* Work required: Extract, unchanged, every line from the top of the material below through the line with "button's data string", and no more.

Records to process section start

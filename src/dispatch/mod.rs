// Event dispatch - Sequential inbound-event handling and job spawning

use std::sync::{Arc, Mutex};

use tokio::sync::mpsc;
use tokio::sync::Semaphore;
use tokio::task::JoinHandle;
use tracing::{debug, info, warn};

use crate::app::JobOrchestrator;
use crate::config::Config;
use crate::domain::model::{parse_range, Selection};
use crate::domain::rules::suggested_max_clips;
use crate::error::{ClipmillError, ClipmillResult};
use crate::ports::{ChatPort, MenuView, MessageRef, SourceResolver, UserId};
use crate::session::{render, SessionRegistry, SessionState};

/// A structured button press, decoded from the button's data string
#[derive(Debug, Clone, PartialEq, Eq)]
pub enum ButtonEvent {
    Duration(u32),
    CustomRange,
    Count(u32),
    Quality(String),
    Submit,
    Cancel,
    FullDownload,
}

impl ButtonEvent {
    /// Decode a button data string (`dur:10`, `fmt:137`, `submit`, ...)
    pub fn parse(data: &str) -> Option<Self> {
        if let Some(value) = data.strip_prefix("dur:") {
            if value == "custom" {
                return Some(Self::CustomRange);
            }
            return value.parse().ok().map(Self::Duration);
        }
        if let Some(value) = data.strip_prefix("count:") {
            return value.parse().ok().map(Self::Count);
        }
        if let Some(id) = data.strip_prefix("fmt:") {
            return Some(Self::Quality(id.to_string()));
        }
        match data {
            "submit" => Some(Self::Submit),
            "cancel" => Some(Self::Cancel),
            "full" => Some(Self::FullDownload),
            _ => None,
        }
    }
}

/// One inbound event from the transport
#[derive(Debug, Clone)]
pub struct InboundEvent {
    pub user: UserId,
    pub kind: EventKind,
}

#[derive(Debug, Clone)]
pub enum EventKind {
    /// Plain text: a source reference or custom-range text
    Text(String),
    Button(ButtonEvent),
}

/// Processes inbound events sequentially and in order.
///
/// Session transitions happen on the dispatch path and are race-free per
/// user; submitted jobs run on a bounded worker pool gated by a semaphore,
/// so excess submissions queue instead of spawning unbounded workers.
pub struct Dispatcher {
    config: Arc<Config>,
    sessions: Arc<SessionRegistry>,
    resolver: Arc<dyn SourceResolver>,
    chat: Arc<dyn ChatPort>,
    orchestrator: Arc<JobOrchestrator>,
    permits: Arc<Semaphore>,
    running_jobs: Mutex<Vec<JoinHandle<()>>>,
}

impl Dispatcher {
    pub fn new(
        config: Arc<Config>,
        resolver: Arc<dyn SourceResolver>,
        chat: Arc<dyn ChatPort>,
        orchestrator: Arc<JobOrchestrator>,
    ) -> Self {
        let permits = Arc::new(Semaphore::new(config.worker_pool_size));
        Self {
            config,
            sessions: Arc::new(SessionRegistry::new()),
            resolver,
            chat,
            orchestrator,
            permits,
            running_jobs: Mutex::new(Vec::new()),
        }
    }

    pub fn sessions(&self) -> &SessionRegistry {
        &self.sessions
    }

    /// Consume events from the transport until the channel closes
    pub async fn run(&self, mut events: mpsc::Receiver<InboundEvent>) {
        info!("Dispatcher started");
        while let Some(event) = events.recv().await {
            self.handle_event(event).await;
        }
        self.drain_jobs().await;
        info!("Dispatcher stopped");
    }

    /// Handle one inbound event; errors are reported inline to the user
    /// with the session preserved for correction.
    pub async fn handle_event(&self, event: InboundEvent) {
        let user = event.user;
        let result = match event.kind {
            EventKind::Text(text) => self.handle_text(user, &text).await,
            EventKind::Button(button) => self.handle_button(user, button).await,
        };
        if let Err(e) = result {
            debug!("Event for user {} rejected: {}", user, e);
            let _ = self.chat.send_message(user, &e.to_string()).await;
        }
    }

    /// Await all currently running jobs; used on shutdown and in tests
    pub async fn drain_jobs(&self) {
        let handles: Vec<JoinHandle<()>> =
            std::mem::take(&mut *self.running_jobs.lock().expect("job list poisoned"));
        for handle in handles {
            if let Err(e) = handle.await {
                warn!("Job task failed: {}", e);
            }
        }
    }

    async fn handle_text(&self, user: UserId, text: &str) -> ClipmillResult<()> {
        let text = text.trim();
        if text.is_empty() {
            return Ok(());
        }

        let awaiting_range = self
            .sessions
            .with_session(user, |s| Ok(s.state == SessionState::AwaitingCustomRange))
            .unwrap_or(false);
        if awaiting_range {
            return self.handle_range_text(user, text).await;
        }

        // Anything that is not a reference is ignored, matching the
        // transport's keep-the-chat-clean behavior
        if !text.contains("://") {
            debug!("Ignoring non-reference text from user {}", user);
            return Ok(());
        }
        self.handle_source_text(user, text).await
    }

    async fn handle_source_text(&self, user: UserId, reference: &str) -> ClipmillResult<()> {
        let replaced_menu = self.sessions.begin(user, reference)?;
        // A replaced pending session leaves its old menu behind; remove it
        // so its buttons cannot act on the new session
        if let Some(message) = replaced_menu {
            let _ = self.chat.delete_message(user, message).await;
        }

        // Single resolution attempt, timeout-bounded
        let resolved = tokio::time::timeout(
            self.config.per_call_timeout(),
            self.resolver.resolve(reference),
        )
        .await
        .unwrap_or(Err(ClipmillError::Timeout(self.config.per_call_timeout())));

        let info = match resolved {
            Ok(info) => info,
            Err(e) => {
                warn!("Resolution failed for user {}: {}", user, e);
                let _ = self.sessions.cancel(user);
                let _ = self
                    .chat
                    .send_message(user, "Failed to read the video. Try again later.")
                    .await;
                return Ok(());
            }
        };

        let view = self.sessions.with_session(user, |s| {
            s.attach_source(info)?;
            Ok(render(s, self.config.max_clips))
        })?;
        let message = self.chat.send_menu(user, &view).await?;
        self.sessions.with_session(user, |s| {
            s.menu_message = Some(message);
            Ok(())
        })?;
        Ok(())
    }

    async fn handle_range_text(&self, user: UserId, text: &str) -> ClipmillResult<()> {
        let segment = parse_range(text).ok_or_else(|| ClipmillError::ParseError {
            text: text.to_string(),
        })?;
        self.sessions
            .with_session(user, |s| s.set_range(segment, self.config.max_clip_seconds))?;
        self.rerender(user).await
    }

    async fn handle_button(&self, user: UserId, button: ButtonEvent) -> ClipmillResult<()> {
        match button {
            ButtonEvent::Duration(seconds) => {
                self.sessions
                    .with_session(user, |s| s.set_duration(seconds, self.config.max_clip_seconds))?;
                self.rerender(user).await
            }
            ButtonEvent::CustomRange => {
                self.sessions.with_session(user, |s| s.begin_custom_range())?;
                self.rerender(user).await
            }
            ButtonEvent::Count(count) => {
                self.sessions.with_session(user, |s| {
                    let cap = suggested_max_clips(s.source_duration, self.config.max_clips);
                    s.set_count(count, cap)
                })?;
                self.rerender(user).await
            }
            ButtonEvent::Quality(id) => {
                self.sessions.with_session(user, |s| s.set_quality(&id))?;
                self.rerender(user).await
            }
            ButtonEvent::Submit => {
                let submitted = self.sessions.with_session(user, |s| {
                    // A second submit while the job runs is a no-op
                    if s.state == SessionState::Submitted {
                        return Ok(None);
                    }
                    Ok(Some((s.submit()?, s.menu_message)))
                })?;
                let Some((selection, menu)) = submitted else {
                    return Ok(());
                };
                self.rerender(user).await?;
                self.spawn_job(user, selection, menu);
                Ok(())
            }
            ButtonEvent::FullDownload => {
                let (selection, menu) = self
                    .sessions
                    .with_session(user, |s| Ok((s.full_download()?, s.menu_message)))?;
                self.rerender(user).await?;
                self.spawn_job(user, selection, menu);
                Ok(())
            }
            ButtonEvent::Cancel => {
                let menu = self.sessions.cancel(user)?;
                if let Some(message) = menu {
                    let _ = self.chat.delete_message(user, message).await;
                }
                Ok(())
            }
        }
    }

    /// Edit the session's single menu message in place
    async fn rerender(&self, user: UserId) -> ClipmillResult<()> {
        let (view, message): (MenuView, Option<MessageRef>) = self
            .sessions
            .with_session(user, |s| Ok((render(s, self.config.max_clips), s.menu_message)))?;
        if let Some(message) = message {
            // A lost menu message must never wedge the session
            if let Err(e) = self.chat.edit_menu(user, message, &view).await {
                debug!("Menu edit failed, ignoring: {}", e);
            }
        }
        Ok(())
    }

    /// Run the job off the dispatch path, gated by the worker pool
    fn spawn_job(&self, user: UserId, selection: Selection, menu: Option<MessageRef>) {
        let permits = Arc::clone(&self.permits);
        let orchestrator = Arc::clone(&self.orchestrator);
        let sessions = Arc::clone(&self.sessions);
        let chat = Arc::clone(&self.chat);
        let handle = tokio::spawn(async move {
            let permit = match permits.acquire_owned().await {
                Ok(permit) => permit,
                Err(_) => {
                    warn!("Worker pool closed, dropping job for user {}", user);
                    sessions.complete(user);
                    return;
                }
            };
            let _outcome = orchestrator.run(user, selection).await;
            drop(permit);
            // Submitted returns to idle once the job reports completion
            sessions.complete(user);
            if let Some(message) = menu {
                let _ = chat.delete_message(user, message).await;
            }
        });
        let mut jobs = self.running_jobs.lock().expect("job list poisoned");
        // Completed handles are pruned here so the list stays bounded by
        // the number of jobs actually in flight
        jobs.retain(|h| !h.is_finished());
        jobs.push(handle);
    }

    /// Number of job handles currently retained
    pub fn pending_jobs(&self) -> usize {
        self.running_jobs.lock().expect("job list poisoned").len()
    }
}

#[cfg(test)]
mod tests {
    use super::*;

    #[test]
    fn test_button_event_parse() {
        assert_eq!(ButtonEvent::parse("dur:10"), Some(ButtonEvent::Duration(10)));
        assert_eq!(ButtonEvent::parse("dur:custom"), Some(ButtonEvent::CustomRange));
        assert_eq!(ButtonEvent::parse("count:3"), Some(ButtonEvent::Count(3)));
        assert_eq!(
            ButtonEvent::parse("fmt:137"),
            Some(ButtonEvent::Quality("137".to_string()))
        );
        assert_eq!(ButtonEvent::parse("submit"), Some(ButtonEvent::Submit));
        assert_eq!(ButtonEvent::parse("cancel"), Some(ButtonEvent::Cancel));
        assert_eq!(ButtonEvent::parse("full"), Some(ButtonEvent::FullDownload));
        assert_eq!(ButtonEvent::parse("dur:zzz"), None);
        assert_eq!(ButtonEvent::parse("unknown"), None);
    }
}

Records to process section end

* Task output:
filename src/dispatch/mod.rs
// Event dispatch - Sequential inbound-event handling and job spawning

use std::sync::{Arc, Mutex};

use tokio::sync::mpsc;
use tokio::sync::Semaphore;
use tokio::task::JoinHandle;
use tracing::{debug, info, warn};

use crate::app::JobOrchestrator;
use crate::config::Config;
use crate::domain::model::{parse_range, Selection};
use crate::domain::rules::suggested_max_clips;
use crate::error::{ClipmillError, ClipmillResult};
use crate::ports::{ChatPort, MenuView, MessageRef, SourceResolver, UserId};
use crate::session::{render, SessionRegistry, SessionState};

/// A structured button press, decoded from the button's data string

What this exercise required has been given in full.